> **What the task asks**
Please report each line of the data below that contains "code".

━━ Extracted entries ━━

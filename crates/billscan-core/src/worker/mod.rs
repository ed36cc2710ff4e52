//! Persistent external worker process management.
//!
//! A worker is a long-lived child process (in production, the Python OCR
//! worker) that speaks line-delimited JSON: one request object in on stdin,
//! one response object out on stdout. Keeping it alive between requests
//! means interpreters and ML models load once, not per document.
//!
//! The manager owns the process exclusively. Requests funnel through a
//! channel into a single consumer loop, so exactly one request is in flight
//! at a time and responses match requests in strict FIFO order. After an
//! idle period with nothing queued, the process is torn down to reclaim
//! memory; the next request transparently respawns it.
//!
//! ```text
//! stopped ──request──► starting ──► ready ──request──► busy
//!    ▲                                │ ▲                │
//!    └────────── idle timeout ────────┘ └── response ────┘
//! ```

use std::process::Stdio;
use std::sync::Arc;
use std::time::Duration;

use tokio::io::{AsyncBufReadExt, AsyncWriteExt, BufReader, Lines};
use tokio::process::{Child, ChildStdin, ChildStdout, Command};
use tokio::sync::{mpsc, oneshot, watch};
use tokio_util::sync::CancellationToken;
use tracing::{debug, info, warn};

/// Errors surfaced to callers of [`WorkerHandle::request`].
#[derive(Debug, thiserror::Error)]
pub enum WorkerError {
    #[error("failed to spawn worker process: {0}")]
    Spawn(String),
    #[error("worker process exited unexpectedly (code={code:?})")]
    UnexpectedExit { code: Option<i32> },
    #[error("failed to parse worker response: {0}")]
    MalformedResponse(String),
    #[error("worker error: {0}")]
    Remote(String),
    #[error("worker manager is shut down")]
    ShutDown,
}

/// How to launch the external process.
#[derive(Debug, Clone)]
pub struct WorkerConfig {
    pub program: String,
    pub args: Vec<String>,
    /// Short name used in log lines (e.g. "ocr").
    pub label: String,
    /// Tear the process down after this long with no requests.
    pub idle_timeout: Duration,
}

━━━

> **Solution**
    #[error("worker process exited unexpectedly (code={code:?})")]
    UnexpectedExit { code: Option<i32> },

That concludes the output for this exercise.